### What the task asks
Only lines containing the string "package" belong in the answer; find them in the records and copy them.

### Exercise data
//! The member-level type-comparison collaborator.
//!
//! The engine pairs types by qualified name and hands each pair to a
//! [`TypeComparator`]. [`MemberComparator`] is the default implementation:
//! a member-set comparison keyed by kind, name and signature. It performs no
//! signature-internal analysis (generics, annotations); a richer comparator
//! can be injected through [`crate::CompareContext`].

use crate::delta::{Delta, DeltaFlag, DeltaKind, ElementType, Leaf};
use std::collections::BTreeMap;
use strata_model::{
    Baseline, Component, Member, MemberKind, ModelError, TypeDescriptor, Visibility,
};

/// A pair of same-named types with the context they were resolved in. The
/// target component is the provider of record, which may differ from the
/// component under comparison when the type was reached through a
/// re-export.
pub struct TypePair<'a> {
    pub reference: &'a TypeDescriptor,
    pub target: &'a TypeDescriptor,
    pub reference_component: &'a Component,
    pub target_component: &'a Component,
    pub reference_baseline: &'a Baseline,
    pub target_baseline: &'a Baseline,
}

/// Result of one type-pair comparison: the delta (if any) plus an optional
/// non-fatal diagnostic that the engine logs without failing.
pub struct TypeComparison {
    pub delta: Option<Delta>,
    pub status: Option<String>,
}

impl TypeComparison {
    pub fn none() -> TypeComparison {
        TypeComparison {
            delta: None,
            status: None,
        }
    }
}

/// Member-level comparison contract.
pub trait TypeComparator {
    fn compare(
        &self,
        pair: &TypePair<'_>,
        visibility: Visibility,
    ) -> Result<TypeComparison, ModelError>;
}

/// Default collaborator: reports members present on only one side.
pub struct MemberComparator;

impl MemberComparator {
    fn element_and_flag(kind: MemberKind) -> (ElementType, DeltaFlag) {
        match kind {
            MemberKind::Method => (ElementType::Method, DeltaFlag::Method),
            MemberKind::Constructor => (ElementType::Constructor, DeltaFlag::Constructor),
            MemberKind::Field => (ElementType::Field, DeltaFlag::Field),
            MemberKind::Type => (ElementType::TypeMember, DeltaFlag::TypeMember),
        }
    }

    /// Under an API-only mask, only accessible members take part.
    fn eligible(member: &Member, visibility: Visibility) -> bool {
        visibility != Visibility::API
            || member.modifiers.is_public()
            || member.modifiers.is_protected()
    }

    fn index<'m>(
        descriptor: &'m TypeDescriptor,
        visibility: Visibility,
    ) -> BTreeMap<(MemberKind, &'m str, &'m str), &'m Member> {
        descriptor
            .members
            .iter()
            .filter(|m| MemberComparator::eligible(m, visibility))
            .map(|m| {
                (
                    (m.kind, m.name.as_str(), m.signature.as_deref().unwrap_or("")),
                    m,
                )
            })
            .collect()
    }

    fn member_leaf(pair: &TypePair<'_>, member: &Member, kind: DeltaKind) -> Delta {
        let (element_type, flag) = MemberComparator::element_and_flag(member.kind);
        let type_name = &pair.reference.name;
        let signature = member.signature.as_deref().unwrap_or("");
        // Restrictions come from the owning type's annotations on the side
        // where the member exists.
        let annotations = match kind {
            DeltaKind::Removed => pair
                .reference_component
                .annotations(pair.reference.package(), type_name),
            _ => pair
                .target_component
                .annotations(pair.target.package(), &pair.target.name),
        };
        Delta::Leaf(Leaf {
            component_id: Some(pair.target_component.versioned_id()),
            element_type,
            kind,
            flag,
            restrictions: annotations.restrictions,
            modifiers: member.modifiers,
            type_name: Some(type_name.clone()),
            key: format!("{}#{}{}", type_name, member.name, signature),
            arguments: vec![type_name.clone(), member.name.clone()],
        })
    }
}

impl TypeComparator for MemberComparator {
    fn compare(
        &self,
        pair: &TypePair<'_>,
        visibility: Visibility,
    ) -> Result<TypeComparison, ModelError> {
        let reference_members = MemberComparator::index(pair.reference, visibility);
        let target_members = MemberComparator::index(pair.target, visibility);

        let mut children = Vec::new();
        for (key, member) in &reference_members {
            if !target_members.contains_key(key) {
                children.push(MemberComparator::member_leaf(
                    pair,
                    member,
                    DeltaKind::Removed,
                ));
            }
        }
        for (key, member) in &target_members {
            if !reference_members.contains_key(key) {
                children.push(MemberComparator::member_leaf(pair, member, DeltaKind::Added));
            }
        }

        Ok(TypeComparison {
            delta: Delta::group(children),
            status: None,
        })
    }
}

#[cfg(test)]
mod tests {
    use super::*;
    use strata_model::AccessFlags;

    fn method(name: &str, signature: &str, modifiers: AccessFlags) -> Member {
        Member {
            kind: MemberKind::Method,
            name: name.to_string(),
            signature: Some(signature.to_string()),
            modifiers,
        }
    }

    fn field(name: &str, modifiers: AccessFlags) -> Member {
        Member {
            kind: MemberKind::Field,
            name: name.to_string(),
            signature: None,
            modifiers,
        }
    }

    struct Fixture {
        reference_component: Component,
        target_component: Component,
        reference_baseline: Baseline,
        target_baseline: Baseline,
    }

    impl Fixture {
        fn new() -> Fixture {
            Fixture {
                reference_component: Component::new("com.example", "1.0.0"),
                target_component: Component::new("com.example", "1.1.0"),
                reference_baseline: Baseline::new("before"),
                target_baseline: Baseline::new("after"),
            }
        }

        fn pair<'a>(
            &'a self,
            reference: &'a TypeDescriptor,
            target: &'a TypeDescriptor,
        ) -> TypePair<'a> {
            TypePair {
                reference,
                target,
                reference_component: &self.reference_component,
                target_component: &self.target_component,
                reference_baseline: &self.reference_baseline,
                target_baseline: &self.target_baseline,
            }
        }
    }

    #[test]
    fn identical_members_produce_no_delta() {
        let fixture = Fixture::new();
        let mut descriptor = TypeDescriptor::new("com.example.Foo", AccessFlags::PUBLIC);
        descriptor.members.push(method("run", "()V", AccessFlags::PUBLIC));
        let result = MemberComparator
            .compare(&fixture.pair(&descriptor, &descriptor), Visibility::ALL)
            .unwrap();
        assert!(result.delta.is_none());
        assert!(result.status.is_none());
    }

    #[test]
    fn removed_method_reported_once() {
        let fixture = Fixture::new();
        let mut before = TypeDescriptor::new("com.example.Foo", AccessFlags::PUBLIC);
        before.members.push(method("run", "()V", AccessFlags::PUBLIC));
        before.members.push(field("SIZE", AccessFlags::PUBLIC));
        let mut after = before.clone();
        after.members.remove(0);

        let result = MemberComparator
            .compare(&fixture.pair(&before, &after), Visibility::ALL)
            .unwrap();
        let delta = result.delta.expect("should report the removed method");
        let leaves = delta.sorted_leaves();
        assert_eq!(leaves.len(), 1);
        assert_eq!(leaves[0].kind, DeltaKind::Removed);
        assert_eq!(leaves[0].flag, DeltaFlag::Method);
        assert_eq!(leaves[0].element_type, ElementType::Method);
        assert_eq!(leaves[0].key, "com.example.Foo#run()V");
        assert_eq!(leaves[0].arguments, vec!["com.example.Foo", "run"]);
    }

    #[test]
    fn overload_with_new_signature_is_added() {
        let fixture = Fixture::new();
        let mut before = TypeDescriptor::new("com.example.Foo", AccessFlags::PUBLIC);
        before.members.push(method("run", "()V", AccessFlags::PUBLIC));
        let mut after = before.clone();
        after.members.push(method("run", "(I)V", AccessFlags::PUBLIC));

        let result = MemberComparator
            .compare(&fixture.pair(&before, &after), Visibility::ALL)
            .unwrap();
        let delta = result.delta.unwrap();
        let leaves = delta.sorted_leaves();
        assert_eq!(leaves.len(), 1);
        assert_eq!(leaves[0].kind, DeltaKind::Added);
        assert_eq!(leaves[0].key, "com.example.Foo#run(I)V");
    }

    #[test]
    fn api_mask_ignores_private_members() {
        let fixture = Fixture::new();
        let mut before = TypeDescriptor::new("com.example.Foo", AccessFlags::PUBLIC);
        before
            .members
            .push(method("helper", "()V", AccessFlags::PRIVATE));
        let after = TypeDescriptor::new("com.example.Foo", AccessFlags::PUBLIC);

        let result = MemberComparator
            .compare(&fixture.pair(&before, &after), Visibility::API)
            .unwrap();
        assert!(result.delta.is_none());

        // under the all-visibilities mask the private member is reported
        let result = MemberComparator
            .compare(&fixture.pair(&before, &after), Visibility::ALL)
            .unwrap();
        assert!(result.delta.is_some());
    }

    #[test]
    fn nested_type_member_uses_type_member_flag() {
        let fixture = Fixture::new();
        let mut before = TypeDescriptor::new("com.example.Foo", AccessFlags::PUBLIC);
        before.members.push(Member {
            kind: MemberKind::Type,
            name: "Inner".to_string(),
            signature: None,
            modifiers: AccessFlags::PUBLIC | AccessFlags::STATIC,
        });
        let after = TypeDescriptor::new("com.example.Foo", AccessFlags::PUBLIC);

        let result = MemberComparator
            .compare(&fixture.pair(&before, &after), Visibility::ALL)
            .unwrap();
        let delta = result.delta.unwrap();
        let leaves = delta.leaves();
        assert_eq!(leaves[0].element_type, ElementType::TypeMember);
        assert_eq!(leaves[0].flag, DeltaFlag::TypeMember);
    }
}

### Task solution
                .annotations(pair.reference.package(), type_name),
                .annotations(pair.target.package(), &pair.target.name),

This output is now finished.